I believe I copied and pasted them. No, would I say PADI was out for blood? Probably not. They were warning their instructors that if they were insured by Willis they would not be able to teach the "industry standard" of 4:1. They then go on to ensure everyone knows that they are following RSTC and ISO standards. I don't have documentation telling the 'back story'. Did you ask Peter what the back story is? I will look in my dead e-mail file and see if I can find the original letter reducing Willis insured DSD instructors to 2:1.
 
I believe I copied and pasted them. No, would I say PADI was out for blood? Probably not. They were warning their instructors that if they were insured by Willis they would not be able to teach the "industry standard" of 4:1. They then go on to ensure everyone knows that they are following RSTC and ISO standards. I don't have documentation telling the 'back story'. Did you ask Peter what the back story is? I will look in my dead e-mail file and see if I can find the original letter reducing Willis insured DSD instructors to 2:1.

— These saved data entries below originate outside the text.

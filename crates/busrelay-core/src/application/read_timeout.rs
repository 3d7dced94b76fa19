//! Idle timeout layered on top of any connection's reads.
//!
//! The relay itself never times out a read: a quiet client is a healthy
//! client.  Deployments that want idle connections dropped wrap the
//! connection in [`ReadTimeout`] before handing it to the relay; an expired
//! read surfaces as [`ConnectionError::IdleTimeout`] and goes through the same
//! teardown path as any other read failure.

use std::time::Duration;

use async_trait::async_trait;

use crate::application::ports::{Connection, ConnectionError, FrameReader};
use crate::domain::frame::Frame;

/// A [`FrameReader`] whose every read must complete within `idle`.
pub struct TimeoutReader<R> {
    inner: R,
    idle: Duration,
}

impl<R> TimeoutReader<R> {
    pub fn new(inner: R, idle: Duration) -> Self {
        Self { inner, idle }
    }
}

#[async_trait]
impl<R: FrameReader> FrameReader for TimeoutReader<R> {
    async fn read_frame(&mut self) -> Result<Frame, ConnectionError> {
        match tokio::time::timeout(self.idle, self.inner.read_frame()).await {
            Ok(result) => result,
            Err(_) => Err(ConnectionError::IdleTimeout(self.idle)),
        }
    }
}

/// A [`Connection`] whose reader is wrapped in a [`TimeoutReader`].
pub struct ReadTimeout<C> {
    inner: C,
    idle: Duration,
}

impl<C: Connection> ReadTimeout<C> {
    pub fn new(inner: C, idle: Duration) -> Self {
        Self { inner, idle }
    }
}

impl<C: Connection> Connection for ReadTimeout<C> {
    type Reader = TimeoutReader<C::Reader>;
    type Writer = C::Writer;

    fn into_split(self) -> (Self::Reader, Self::Writer) {
        let (reader, writer) = self.inner.into_split();
        (TimeoutReader::new(reader, self.idle), writer)
    }
}
//! Server configuration types.
//!
//! [`ServerConfig`] is the validated, ready-to-use form of every runtime
//! setting.  It is produced by
//! [`FileConfig::into_server_config`](crate::infrastructure::config_file::FileConfig::into_server_config)
//! after the TOML file, environment variables and CLI flags have been merged,
//! and is then shared (behind an `Arc`) by every connection task.

use std::fmt;
use std::net::SocketAddr;
use std::str::FromStr;
use std::time::Duration;

use busrelay_core::Topic;
use serde::{Deserialize, Serialize};

/// Topic relayed when none is configured.
pub const DEFAULT_TOPIC: &str = "websocketChannel";
/// HTTP path on which WebSocket upgrades are accepted.
pub const DEFAULT_ENDPOINT_PATH: &str = "/socket";
pub const DEFAULT_SERVER_ADDRESS: &str = "0.0.0.0:8080";
pub const DEFAULT_REDIS_ADDRESS: &str = "127.0.0.1:6379";
/// Grace period for open sessions when the server shuts down.
pub const DEFAULT_SHUTDOWN_TIMEOUT: Duration = Duration::from_secs(5);

/// Which pub/sub implementation carries messages between sessions.
#[derive(Debug, Clone, Copy, PartialEq, Eq, Serialize, Deserialize, Default)]
#[serde(rename_all = "lowercase")]
pub enum BusBackend {
    /// Redis PUBLISH / SUBSCRIBE; shares messages across server processes.
    #[default]
    Redis,
    /// In-process broadcast; a single server process only.
    Memory,
}

impl FromStr for BusBackend {
    type Err = String;

    fn from_str(s: &str) -> Result<Self, Self::Err> {
        match s.to_ascii_lowercase().as_str() {
            "redis" => Ok(BusBackend::Redis),
            "memory" => Ok(BusBackend::Memory),
            other => Err(format!(
                "unknown bus backend '{other}' (expected 'redis' or 'memory')"
            )),
        }
    }
}

impl fmt::Display for BusBackend {
    fn fmt(&self, f: &mut fmt::Formatter<'_>) -> fmt::Result {
        match self {
            BusBackend::Redis => f.write_str("redis"),
            BusBackend::Memory => f.write_str("memory"),
        }
    }
}

/// Settings for the bus client.
#[derive(Debug, Clone, PartialEq, Eq)]
pub struct BusConfig {
    pub backend: BusBackend,
    /// `host:port` of the Redis server.
    pub redis_address: String,
    /// Empty means no `AUTH`.
    pub redis_password: String,
    /// Redis logical database index.
    pub redis_db: i64,
    /// Per-topic buffer of the memory backend, in messages.
    pub memory_capacity: usize,
}

impl Default for BusConfig {
    fn default() -> Self {
        Self {
            backend: BusBackend::Redis,
            redis_address: DEFAULT_REDIS_ADDRESS.to_string(),
            redis_password: String::new(),
            redis_db: 0,
            memory_capacity: busrelay_core::infrastructure::memory_bus::DEFAULT_CAPACITY,
        }
    }
}

/// All runtime configuration for the relay server.
#[derive(Debug, Clone)]
pub struct ServerConfig {
    /// Address the WebSocket listener binds to.
    pub bind_addr: SocketAddr,

    /// The only HTTP path upgraded to a WebSocket; other paths get a 404.
    pub endpoint_path: String,

    /// The topic every session publishes to and subscribes on.
    pub topic: Topic,

    /// Close a session when its client sends nothing for this long.
    /// `None` keeps quiet clients connected indefinitely.
    pub read_timeout: Option<Duration>,

    /// How long shutdown waits for open sessions before aborting them.
    pub shutdown_timeout: Duration,

    pub bus: BusConfig,
}
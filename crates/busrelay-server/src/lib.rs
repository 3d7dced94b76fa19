//! busrelay-server library crate.
//!
//! Serves WebSocket clients and relays their messages through a pub/sub
//! topic: whatever one client sends is published to the topic, and every
//! message on the topic is written to every connected client.
//!
//! # Architecture
//!
//! ```text
//! WebSocket clients
//!         ↕
//! [busrelay-server]
//!   ├── domain/            ServerConfig, BusConfig, BusBackend
//!   └── infrastructure/
//!         ├── config_file/ TOML loading and validation
//!         ├── ws_server/   accept loop, path check, shutdown drain
//!         ├── ws_conn/     tokio-tungstenite adapter for the relay
//!         └── redis_bus/   Redis PUBLISH / SUBSCRIBE
//!         ↕
//! [busrelay-core]          Relay, ports, in-memory bus
//! ```

/// Domain layer: configuration types (no I/O).
pub mod domain;

/// Infrastructure layer: config file, Redis bus and WebSocket server.
pub mod infrastructure;
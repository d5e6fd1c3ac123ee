//! # CLI Module
//!
//! This module defines the command-line interface for repoaudit using `clap`.
//!
//! ## Commands
//!
//! | Command | Description |
//! |---------|-------------|
//! | `init` | Write a starter configuration and rule file |
//! | `validate` | Check the rule file without fetching anything |
//! | `audit` | Fetch repositories, evaluate rules and save the run |
//! | `stats` | Aggregate statistics over the saved run |
//! | `report` | Per-repository results of the saved run |
//! | `compare` | Compare two saved runs |
//!
//! ## Global Options
//!
//! - `-v, --verbose` - Increase verbosity level (use multiple times: -v, -vv, -vvv)
//! - `-c, --config <FILE>` - Path to configuration file
//! - `-C, --directory <DIR>` - Working directory (defaults to current directory)
//!
//! ## Examples
//!
//! ```bash
//! repoaudit init --owner hashicorp
//! repoaudit audit
//! repoaudit stats
//! repoaudit report --failures-only --format markdown -o audit.md
//! repoaudit compare --base last-week.json
//! ```

pub mod commands;
pub mod exit_codes;
pub mod output;

use clap::{Parser, Subcommand};
use std::path::PathBuf;

use commands::{
    AuditArgs, CompareArgs, GenerateManArgs, InitArgs, ReportArgs, StatsArgs, ValidateArgs,
};

/// repoaudit - Audit the repositories of a GitHub owner against declarative rules
#[derive(Parser, Debug)]
#[command(name = "repoaudit")]
#[command(author, version, about, long_about = None)]
#[command(propagate_version = true)]
pub struct Cli {
    /// Increase verbosity level (-v, -vv, -vvv)
    #[arg(short, long, action = clap::ArgAction::Count, global = true)]
    pub verbose: u8,

    /// Path to configuration file
    #[arg(short, long, global = true, value_name = "FILE", env = "REPOAUDIT_CONFIG")]
    pub config: Option<PathBuf>,

    /// Working directory (defaults to current directory)
    #[arg(short = 'C', long, global = true, value_name = "DIR")]
    pub directory: Option<PathBuf>,

    #[command(subcommand)]
    pub command: Commands,
}

#[derive(Subcommand, Debug)]
pub enum Commands {
    /// Write a starter configuration and rule file
    Init(InitArgs),

    /// Validate the rule file
    Validate(ValidateArgs),

    /// Fetch repositories, evaluate every rule and save the run
    Audit(AuditArgs),

    /// Show aggregated statistics for the saved run
    Stats(StatsArgs),

    /// Show per-repository rule results for the saved run
    Report(ReportArgs),

    /// Compare two saved audit runs
    Compare(CompareArgs),

    /// Generate man page (hidden, for packaging)
    #[command(hide = true)]
    GenerateMan(GenerateManArgs),
}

Also this represents PADI making the clear distinction, that if you care alot about your income, that Willis was about to make you poorer...
At the same time, it shows how Willis wanted each instructor to be a better, safer instructor....as the 2 to one ratio is clearly a better, safer format to take non-divers out with.
 
Found Douglas' expulsion letter, and a court case in Hawaii which I think says that the DSD program as offered by PADI is basically unsafe. If we can get Omission or another legal eagle to read it and summarize it, because by the time I get to the partially granted and partially denied, I get lost in the legalese.View attachment Isham v PADI MSJ Order.pdfView attachment Letter to L Van Velsan re expulsion.pdf. This is part of the back story.
 
Also this represents PADI making the clear distinction, that if you care alot about your income, that Willis was about to make you poorer...
At the same time, it shows how Willis wanted each instructor to be a better, safer instructor....as the 2 to one ratio is clearly a better, safer format to take non-divers out with.

I just attached a judges order which (I think) states that a 2:1 program is also safer.